> [SOURCE MATERIAL]:
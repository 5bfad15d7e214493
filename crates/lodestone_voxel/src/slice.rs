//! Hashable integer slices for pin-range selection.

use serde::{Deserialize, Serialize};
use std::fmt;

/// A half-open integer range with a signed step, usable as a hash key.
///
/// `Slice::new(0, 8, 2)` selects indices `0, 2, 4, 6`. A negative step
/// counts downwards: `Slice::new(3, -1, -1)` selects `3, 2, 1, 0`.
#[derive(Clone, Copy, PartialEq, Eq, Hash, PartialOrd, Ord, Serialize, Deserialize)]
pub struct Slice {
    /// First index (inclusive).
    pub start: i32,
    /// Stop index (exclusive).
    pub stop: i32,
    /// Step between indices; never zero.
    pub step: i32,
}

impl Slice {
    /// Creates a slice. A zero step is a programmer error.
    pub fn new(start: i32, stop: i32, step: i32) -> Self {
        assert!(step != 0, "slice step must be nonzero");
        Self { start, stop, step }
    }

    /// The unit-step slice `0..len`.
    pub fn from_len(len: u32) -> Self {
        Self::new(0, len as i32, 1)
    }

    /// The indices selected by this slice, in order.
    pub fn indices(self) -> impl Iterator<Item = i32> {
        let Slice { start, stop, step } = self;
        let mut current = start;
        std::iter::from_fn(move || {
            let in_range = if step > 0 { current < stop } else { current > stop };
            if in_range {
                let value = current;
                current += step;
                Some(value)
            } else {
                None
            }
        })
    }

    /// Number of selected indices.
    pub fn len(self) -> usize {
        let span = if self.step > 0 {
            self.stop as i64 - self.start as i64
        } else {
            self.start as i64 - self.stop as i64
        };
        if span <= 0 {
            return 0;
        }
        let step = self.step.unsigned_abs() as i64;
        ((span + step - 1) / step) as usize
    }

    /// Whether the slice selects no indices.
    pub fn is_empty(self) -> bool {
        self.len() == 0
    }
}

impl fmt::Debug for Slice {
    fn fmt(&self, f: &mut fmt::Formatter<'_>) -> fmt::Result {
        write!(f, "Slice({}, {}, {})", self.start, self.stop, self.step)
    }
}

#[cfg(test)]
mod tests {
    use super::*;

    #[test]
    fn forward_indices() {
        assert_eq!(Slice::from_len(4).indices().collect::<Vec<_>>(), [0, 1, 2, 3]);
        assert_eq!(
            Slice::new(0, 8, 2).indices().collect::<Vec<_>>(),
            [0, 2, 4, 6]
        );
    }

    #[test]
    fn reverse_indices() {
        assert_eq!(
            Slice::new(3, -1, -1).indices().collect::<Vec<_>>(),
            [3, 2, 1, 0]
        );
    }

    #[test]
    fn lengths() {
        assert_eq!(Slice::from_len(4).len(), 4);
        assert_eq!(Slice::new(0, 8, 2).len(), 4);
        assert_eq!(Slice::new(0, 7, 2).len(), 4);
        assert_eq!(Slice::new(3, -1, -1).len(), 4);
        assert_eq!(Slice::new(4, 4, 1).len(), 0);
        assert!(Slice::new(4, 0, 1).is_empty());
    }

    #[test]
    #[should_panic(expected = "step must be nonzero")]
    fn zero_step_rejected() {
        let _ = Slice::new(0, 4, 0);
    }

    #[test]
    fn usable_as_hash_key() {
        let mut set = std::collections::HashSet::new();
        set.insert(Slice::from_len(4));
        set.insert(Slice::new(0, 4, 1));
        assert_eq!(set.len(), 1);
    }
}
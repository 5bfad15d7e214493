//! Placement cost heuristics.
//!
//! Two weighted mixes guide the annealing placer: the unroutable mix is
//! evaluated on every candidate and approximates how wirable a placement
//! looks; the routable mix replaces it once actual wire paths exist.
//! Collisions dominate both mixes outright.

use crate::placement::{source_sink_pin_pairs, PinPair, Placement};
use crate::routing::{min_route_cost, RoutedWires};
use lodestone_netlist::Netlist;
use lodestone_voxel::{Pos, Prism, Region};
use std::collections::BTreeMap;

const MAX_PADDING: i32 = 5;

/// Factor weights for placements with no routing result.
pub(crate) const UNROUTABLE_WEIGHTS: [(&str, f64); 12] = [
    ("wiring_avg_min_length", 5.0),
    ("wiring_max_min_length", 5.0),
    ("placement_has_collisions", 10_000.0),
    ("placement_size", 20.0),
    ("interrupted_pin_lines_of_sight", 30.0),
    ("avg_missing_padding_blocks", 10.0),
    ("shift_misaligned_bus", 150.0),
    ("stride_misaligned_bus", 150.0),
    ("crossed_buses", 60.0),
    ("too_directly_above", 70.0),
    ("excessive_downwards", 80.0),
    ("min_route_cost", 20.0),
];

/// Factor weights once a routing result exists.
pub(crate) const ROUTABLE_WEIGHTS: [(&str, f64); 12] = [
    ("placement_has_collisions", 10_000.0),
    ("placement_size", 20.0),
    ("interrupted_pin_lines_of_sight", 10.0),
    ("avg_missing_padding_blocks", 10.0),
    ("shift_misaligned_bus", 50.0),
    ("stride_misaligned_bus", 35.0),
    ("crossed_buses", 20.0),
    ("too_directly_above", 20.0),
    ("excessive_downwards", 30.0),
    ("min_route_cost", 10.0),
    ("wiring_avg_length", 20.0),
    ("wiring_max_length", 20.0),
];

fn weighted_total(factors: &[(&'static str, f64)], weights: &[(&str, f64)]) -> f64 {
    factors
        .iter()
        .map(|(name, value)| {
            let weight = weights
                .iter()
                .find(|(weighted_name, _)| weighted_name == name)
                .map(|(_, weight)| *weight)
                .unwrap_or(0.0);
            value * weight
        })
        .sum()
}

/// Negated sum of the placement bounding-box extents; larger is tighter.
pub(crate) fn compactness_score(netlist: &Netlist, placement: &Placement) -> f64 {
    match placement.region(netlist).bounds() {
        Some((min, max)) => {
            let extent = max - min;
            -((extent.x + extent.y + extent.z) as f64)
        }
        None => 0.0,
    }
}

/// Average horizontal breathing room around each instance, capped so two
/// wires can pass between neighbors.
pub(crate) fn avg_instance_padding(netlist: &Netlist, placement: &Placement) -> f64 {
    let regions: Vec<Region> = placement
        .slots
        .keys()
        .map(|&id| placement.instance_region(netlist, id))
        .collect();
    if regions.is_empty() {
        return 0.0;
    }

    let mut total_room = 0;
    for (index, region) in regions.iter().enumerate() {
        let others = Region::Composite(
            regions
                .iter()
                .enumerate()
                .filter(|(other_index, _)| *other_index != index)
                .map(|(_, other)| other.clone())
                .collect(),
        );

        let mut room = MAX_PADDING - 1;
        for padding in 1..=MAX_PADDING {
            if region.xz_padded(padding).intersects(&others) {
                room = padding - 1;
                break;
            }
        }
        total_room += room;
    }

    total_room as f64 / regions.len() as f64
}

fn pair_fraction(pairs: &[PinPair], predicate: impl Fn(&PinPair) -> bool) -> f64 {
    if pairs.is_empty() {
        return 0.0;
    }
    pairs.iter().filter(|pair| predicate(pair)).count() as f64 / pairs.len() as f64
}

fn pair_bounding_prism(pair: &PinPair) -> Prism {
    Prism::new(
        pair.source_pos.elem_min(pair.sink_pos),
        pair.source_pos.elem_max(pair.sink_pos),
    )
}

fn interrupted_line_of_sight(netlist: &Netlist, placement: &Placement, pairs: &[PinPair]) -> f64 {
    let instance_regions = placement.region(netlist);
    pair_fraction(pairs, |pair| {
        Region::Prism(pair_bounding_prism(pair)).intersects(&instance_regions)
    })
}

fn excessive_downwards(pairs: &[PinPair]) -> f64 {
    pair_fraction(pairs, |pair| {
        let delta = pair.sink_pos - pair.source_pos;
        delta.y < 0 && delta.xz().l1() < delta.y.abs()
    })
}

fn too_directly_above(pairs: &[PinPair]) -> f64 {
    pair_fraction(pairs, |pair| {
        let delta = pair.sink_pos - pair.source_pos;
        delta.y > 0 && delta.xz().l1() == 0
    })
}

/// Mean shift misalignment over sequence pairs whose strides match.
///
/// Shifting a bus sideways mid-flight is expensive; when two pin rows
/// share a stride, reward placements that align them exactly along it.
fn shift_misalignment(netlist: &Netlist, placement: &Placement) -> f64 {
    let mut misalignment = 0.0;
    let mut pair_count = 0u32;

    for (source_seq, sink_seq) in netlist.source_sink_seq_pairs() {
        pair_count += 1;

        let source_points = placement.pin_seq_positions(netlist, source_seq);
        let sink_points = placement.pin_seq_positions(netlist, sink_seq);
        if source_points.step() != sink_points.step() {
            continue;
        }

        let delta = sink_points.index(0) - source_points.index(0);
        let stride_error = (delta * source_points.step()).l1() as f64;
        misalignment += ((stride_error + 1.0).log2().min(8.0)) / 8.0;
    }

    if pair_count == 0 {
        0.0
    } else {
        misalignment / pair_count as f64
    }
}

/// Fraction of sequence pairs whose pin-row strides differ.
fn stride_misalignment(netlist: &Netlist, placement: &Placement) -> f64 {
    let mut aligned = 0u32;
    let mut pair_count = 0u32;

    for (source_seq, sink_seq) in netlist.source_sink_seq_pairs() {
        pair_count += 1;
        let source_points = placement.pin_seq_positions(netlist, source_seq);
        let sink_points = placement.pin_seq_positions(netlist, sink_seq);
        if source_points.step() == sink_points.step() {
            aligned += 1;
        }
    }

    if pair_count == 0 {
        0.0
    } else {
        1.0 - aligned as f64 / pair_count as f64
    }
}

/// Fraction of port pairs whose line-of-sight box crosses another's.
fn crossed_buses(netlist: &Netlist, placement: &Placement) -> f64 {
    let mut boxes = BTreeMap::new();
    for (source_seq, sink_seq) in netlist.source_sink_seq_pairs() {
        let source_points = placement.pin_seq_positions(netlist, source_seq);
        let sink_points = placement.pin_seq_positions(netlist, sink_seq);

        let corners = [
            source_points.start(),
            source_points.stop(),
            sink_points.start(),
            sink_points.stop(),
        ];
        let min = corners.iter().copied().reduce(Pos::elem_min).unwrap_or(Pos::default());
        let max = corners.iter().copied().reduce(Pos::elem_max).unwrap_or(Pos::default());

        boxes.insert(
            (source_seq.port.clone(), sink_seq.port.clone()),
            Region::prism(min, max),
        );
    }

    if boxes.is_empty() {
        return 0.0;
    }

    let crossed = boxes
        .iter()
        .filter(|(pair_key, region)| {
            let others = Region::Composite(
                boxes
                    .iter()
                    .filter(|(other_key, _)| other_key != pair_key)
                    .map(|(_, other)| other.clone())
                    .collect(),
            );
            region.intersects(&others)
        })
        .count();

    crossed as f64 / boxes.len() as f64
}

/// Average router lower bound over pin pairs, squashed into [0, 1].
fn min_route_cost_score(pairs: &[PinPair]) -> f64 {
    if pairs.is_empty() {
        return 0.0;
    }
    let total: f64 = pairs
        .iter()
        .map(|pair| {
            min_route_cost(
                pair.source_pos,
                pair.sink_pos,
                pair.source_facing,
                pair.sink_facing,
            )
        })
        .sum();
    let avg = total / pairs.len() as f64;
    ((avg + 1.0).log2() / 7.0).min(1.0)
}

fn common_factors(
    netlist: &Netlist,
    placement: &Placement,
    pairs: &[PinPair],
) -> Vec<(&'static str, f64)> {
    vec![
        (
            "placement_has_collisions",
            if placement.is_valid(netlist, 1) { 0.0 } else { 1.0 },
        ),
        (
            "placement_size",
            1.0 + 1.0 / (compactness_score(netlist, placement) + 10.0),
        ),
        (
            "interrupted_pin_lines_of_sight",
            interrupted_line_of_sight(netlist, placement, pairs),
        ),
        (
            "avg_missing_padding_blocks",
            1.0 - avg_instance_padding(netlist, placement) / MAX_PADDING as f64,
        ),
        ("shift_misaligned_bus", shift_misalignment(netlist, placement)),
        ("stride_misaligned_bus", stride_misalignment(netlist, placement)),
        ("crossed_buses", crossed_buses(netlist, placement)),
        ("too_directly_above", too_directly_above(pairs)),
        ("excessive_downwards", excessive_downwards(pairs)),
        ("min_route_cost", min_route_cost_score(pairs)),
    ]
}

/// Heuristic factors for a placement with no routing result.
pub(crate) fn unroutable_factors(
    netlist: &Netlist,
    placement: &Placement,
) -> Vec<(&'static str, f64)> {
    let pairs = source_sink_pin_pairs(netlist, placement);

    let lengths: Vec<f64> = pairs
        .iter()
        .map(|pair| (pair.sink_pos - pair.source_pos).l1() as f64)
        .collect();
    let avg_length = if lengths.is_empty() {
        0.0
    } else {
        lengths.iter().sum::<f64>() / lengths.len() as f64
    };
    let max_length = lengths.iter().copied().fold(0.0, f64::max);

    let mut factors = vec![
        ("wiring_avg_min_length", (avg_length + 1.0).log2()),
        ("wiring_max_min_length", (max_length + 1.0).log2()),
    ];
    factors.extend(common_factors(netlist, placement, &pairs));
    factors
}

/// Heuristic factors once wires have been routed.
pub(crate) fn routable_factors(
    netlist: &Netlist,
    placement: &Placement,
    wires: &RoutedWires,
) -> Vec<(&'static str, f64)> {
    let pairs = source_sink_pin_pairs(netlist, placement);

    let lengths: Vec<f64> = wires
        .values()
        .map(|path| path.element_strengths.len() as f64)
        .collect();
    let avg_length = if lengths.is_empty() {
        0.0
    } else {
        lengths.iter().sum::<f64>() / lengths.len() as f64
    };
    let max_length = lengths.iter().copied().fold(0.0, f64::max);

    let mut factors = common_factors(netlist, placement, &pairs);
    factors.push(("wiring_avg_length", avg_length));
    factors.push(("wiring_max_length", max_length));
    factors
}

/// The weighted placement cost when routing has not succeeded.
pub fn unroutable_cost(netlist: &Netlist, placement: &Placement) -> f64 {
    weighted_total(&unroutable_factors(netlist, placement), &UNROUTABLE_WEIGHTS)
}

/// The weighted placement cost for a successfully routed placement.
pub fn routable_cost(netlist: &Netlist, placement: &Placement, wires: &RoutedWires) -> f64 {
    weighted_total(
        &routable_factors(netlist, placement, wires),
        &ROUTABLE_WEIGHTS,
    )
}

> [THE TASK]: Go through the listing above and copy each line in which the string "copied" is found.

> [ANSWER BOX]:
        let min = corners.iter().copied().reduce(Pos::elem_min).unwrap_or(Pos::default());
        let max = corners.iter().copied().reduce(Pos::elem_max).unwrap_or(Pos::default());
    let max_length = lengths.iter().copied().fold(0.0, f64::max);
    let max_length = lengths.iter().copied().fold(0.0, f64::max);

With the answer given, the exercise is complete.